Bangkok Post - July 11, 2004
Apiradee Treerutkuarkul
Tongchai Tavichachart, managing director of the Government Pharmaceutical Organisation (GPO), said the proposal had been sent to cabinet.
Compulsory licensing allows government drug agencies or private companies to override patents and produce low-cost, generic versions of a patented drug, while the patent holders are paid royalty fees. Prime Minister Thaksin Shinawatra has expressed interest in exploring the possibility of using it to improve access to treatment.
The GPO, which is under the Public Health Ministry, is looking at producing the two drugs - Kaletra and Effavirenz - which can cost patients about 17,000 baht per month
It now makes GPOVIR, a cocktail drug, which cost patients 1,200 baht per month.
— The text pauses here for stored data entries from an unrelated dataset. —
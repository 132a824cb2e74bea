use anyhow::{Context, Result};
use clap::{Parser, Subcommand, ValueEnum};
use ftbench_core::corpus::parse_documents;
use ftbench_core::evaluation::{evaluate_run, ElinorEvaluator};
use ftbench_core::index::{bm25_run, InvertedIndex};
use ftbench_core::interchange::{read_queries_tsv, read_run, write_doc_ids, write_relevance_counts, write_run};
use ftbench_core::persist::{load_documents, load_embeddings, SnapshotPaths};
use ftbench_core::qrels::relevance_counts;
use ftbench_core::retrieval::retrieve;
use ftbench_core::tokenizer::{load_stopwords, Analyzer};
use ftbench_core::{PipelineConfig, PipelineContext, PipelineInputs, Snapshot};
use tracing_subscriber::{fmt, EnvFilter};

use std::path::PathBuf;

#[derive(Parser)]
#[command(name = "ftbench")]
#[command(about = "Prepare, run and score the FT retrieval benchmark", long_about = None)]
struct Cli {
    #[command(subcommand)]
    command: Commands,
}

#[derive(Clone, Copy, ValueEnum)]
enum SplitChoice {
    Test,
    All,
}

#[derive(Subcommand)]
enum Commands {
    /// List every document number in the corpus, sorted
    Docnos {
        #[arg(long)]
        corpus: PathBuf,
        #[arg(long)]
        output: PathBuf,
    },
    /// Count relevant, known documents per judged query
    RelCounts {
        #[arg(long)]
        corpus: PathBuf,
        #[arg(long, num_args = 1.., required = true)]
        qrels: Vec<PathBuf>,
        #[arg(long)]
        output: PathBuf,
    },
    /// Parse, link and split; write the snapshot and text exports
    Prepare {
        #[arg(long)]
        corpus: PathBuf,
        #[arg(long, num_args = 1.., required = true)]
        topics: Vec<PathBuf>,
        #[arg(long, num_args = 1.., required = true)]
        qrels: Vec<PathBuf>,
        /// Output directory
        #[arg(long)]
        output: PathBuf,
        /// JSON run configuration
        #[arg(long)]
        config: Option<PathBuf>,
        #[arg(long)]
        test_size: Option<usize>,
        #[arg(long)]
        min_relevant: Option<usize>,
        #[arg(long)]
        seed: Option<u64>,
        /// Fallback negatives sampled per train query (0 disables)
        #[arg(long)]
        negatives: Option<usize>,
        /// Use relevance-0 judgments as negatives
        #[arg(long, default_value_t = false)]
        judged_negatives: bool,
    },
    /// Exact top-k search of query embeddings against document embeddings
    Retrieve {
        #[arg(long)]
        doc_embeddings: PathBuf,
        #[arg(long)]
        query_embeddings: PathBuf,
        #[arg(long, default_value_t = 1000)]
        top_k: usize,
        #[arg(long)]
        output: PathBuf,
        #[arg(long, default_value = "ftbench")]
        tag: String,
    },
    /// BM25 top-k over the documents of a prepared snapshot
    Bm25 {
        #[arg(long)]
        snapshot: PathBuf,
        /// `id<TAB>text` queries; the snapshot's test split when omitted
        #[arg(long)]
        queries: Option<PathBuf>,
        /// One stopword per line; replaces the built-in English list
        #[arg(long)]
        stopwords: Option<PathBuf>,
        #[arg(long, default_value_t = false)]
        no_stem: bool,
        /// Defaults to `top_k` from the configuration
        #[arg(long)]
        top_k: Option<usize>,
        #[arg(long)]
        config: Option<PathBuf>,
        #[arg(long)]
        output: PathBuf,
        #[arg(long, default_value = "bm25")]
        tag: String,
    },
    /// Score a TREC run file against a prepared snapshot
    Evaluate {
        #[arg(long)]
        snapshot: PathBuf,
        #[arg(long)]
        run: PathBuf,
        #[arg(long, value_enum, default_value_t = SplitChoice::Test)]
        split: SplitChoice,
        #[arg(long)]
        config: Option<PathBuf>,
        /// Write the JSON report here
        #[arg(long)]
        output: Option<PathBuf>,
    },
}

fn main() -> Result<()> {
    fmt().with_env_filter(EnvFilter::from_default_env()).init();
    let cli = Cli::parse();

    match cli.command {
        Commands::Docnos { corpus, output } => {
            let parsed = parse_documents(&corpus).with_context(|| format!("parsing corpus {}", corpus.display()))?;
            write_doc_ids(&output, &parsed.doc_ids).context("writing document id listing")?;
            tracing::info!(count = parsed.doc_ids.len(), output = %output.display(), "document ids written");
            Ok(())
        }
        Commands::RelCounts { corpus, qrels, output } => {
            let parsed = parse_documents(&corpus).with_context(|| format!("parsing corpus {}", corpus.display()))?;
            let counts = relevance_counts(&qrels, &parsed.doc_ids).context("reading relevance judgments")?;
            write_relevance_counts(&output, &counts).context("writing relevance counts")?;
            tracing::info!(queries = counts.len(), output = %output.display(), "relevance counts written");
            Ok(())
        }
        Commands::Prepare { corpus, topics, qrels, output, config, test_size, min_relevant, seed, negatives, judged_negatives } => {
            let mut cfg = PipelineConfig::resolve(config.as_deref()).context("loading configuration")?;
            if let Some(n) = test_size {
                cfg.split.test_size = n;
            }
            if let Some(n) = min_relevant {
                cfg.split.min_relevant_docs = n;
            }
            if let Some(s) = seed {
                cfg.set_seed(s);
            }
            if let Some(n) = negatives {
                cfg.negatives.per_query = n;
            }
            cfg.judged_negatives |= judged_negatives;
            prepare(PipelineInputs { corpus_dir: corpus, topic_files: topics, qrels_files: qrels }, cfg, output)
        }
        Commands::Retrieve { doc_embeddings, query_embeddings, top_k, output, tag } => {
            let docs = load_embeddings(&doc_embeddings).context("loading document embeddings")?;
            let queries = load_embeddings(&query_embeddings).context("loading query embeddings")?;
            let results = retrieve(&docs, &queries, top_k)?;
            write_run(&output, &results, &tag).context("writing run file")?;
            tracing::info!(queries = results.len(), top_k, output = %output.display(), "run written");
            Ok(())
        }
        Commands::Bm25 { snapshot, queries, stopwords, no_stem, top_k, config, output, tag } => {
            let cfg = PipelineConfig::resolve(config.as_deref()).context("loading configuration")?;
            let mut analyzer = match stopwords {
                Some(path) => Analyzer::new(load_stopwords(&path).with_context(|| format!("reading stopwords {}", path.display()))?),
                None => Analyzer::default(),
            };
            if no_stem {
                analyzer = analyzer.without_stemming();
            }
            let docs = load_documents(&SnapshotPaths::new(&snapshot))
                .with_context(|| format!("loading documents from {}", snapshot.display()))?;
            let queries = match queries {
                Some(path) => read_queries_tsv(&path).with_context(|| format!("reading queries {}", path.display()))?,
                None => Snapshot::load(&snapshot).context("loading snapshot")?.split.test,
            };
            let k = top_k.unwrap_or(cfg.top_k);
            let index = InvertedIndex::build(&analyzer, &docs);
            let results = bm25_run(&index, &analyzer, &queries, k, &cfg.bm25);
            write_run(&output, &results, &tag).context("writing run file")?;
            tracing::info!(queries = results.len(), top_k = k, output = %output.display(), "run written");
            Ok(())
        }
        Commands::Evaluate { snapshot, run, split, config, output } => {
            let cfg = PipelineConfig::resolve(config.as_deref()).context("loading configuration")?;
            let snap = Snapshot::load(&snapshot).with_context(|| format!("loading snapshot {}", snapshot.display()))?;
            let results = read_run(&run).with_context(|| format!("reading run {}", run.display()))?;
            let queries = match split {
                SplitChoice::Test => &snap.split.test,
                SplitChoice::All => &snap.queries,
            };
            let report = evaluate_run(&ElinorEvaluator, &results, queries, &cfg.metric_refs())?;
            print!("{}", report.render_table());
            if let Some(path) = output {
                let json = serde_json::to_string_pretty(&report)?;
                std::fs::write(&path, json).with_context(|| format!("writing report {}", path.display()))?;
                tracing::info!(output = %path.display(), "report written");
            }
            Ok(())
        }
    }
}

fn prepare(inputs: PipelineInputs, cfg: PipelineConfig, output: PathBuf) -> Result<()> {
    let ctx = PipelineContext::prepare(&inputs, cfg)?;
    let meta = ctx.write_snapshot(&output).context("writing snapshot")?;
    ctx.export(&output).context("writing exports")?;
    tracing::info!(
        output = %output.display(),
        docs = meta.num_docs,
        train = meta.num_train,
        test = meta.num_test,
        seed = meta.seed,
        "prepare complete"
    );
    Ok(())
}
If approved, the agency could produce generic versions of those drugs, and cut 80% from their costs by using compulsory licensing, said Dr Tongchai.
Patients suffering side-effects from GPOVIR would not have to spend more on the imported patented drugs, he said.
A new drug is also important for patients taking GPOVIR because they could face drug resistance after a few years. Somyos Kittimankong, the Disease Control Department's Aids Division chief, however, said the government should prepare a budget of up to 40 billion baht for importing drugs to help Aids patients.
Meanwhile, the World Health Organisation plans to bring a team of experts in September to study Thailand's progress in curbing HIV and to press ahead with its "3 by 5" programme - a project to increase access to anti-retroviral drug treatment to three million people living with Aids by 2005.
Only 440,000 patients are now getting the treatment, but Jack Chow, the WHO assistant director-general on HIV/Aids, Tuberculosis and Malaria, is still optimistic, saying progress has been made.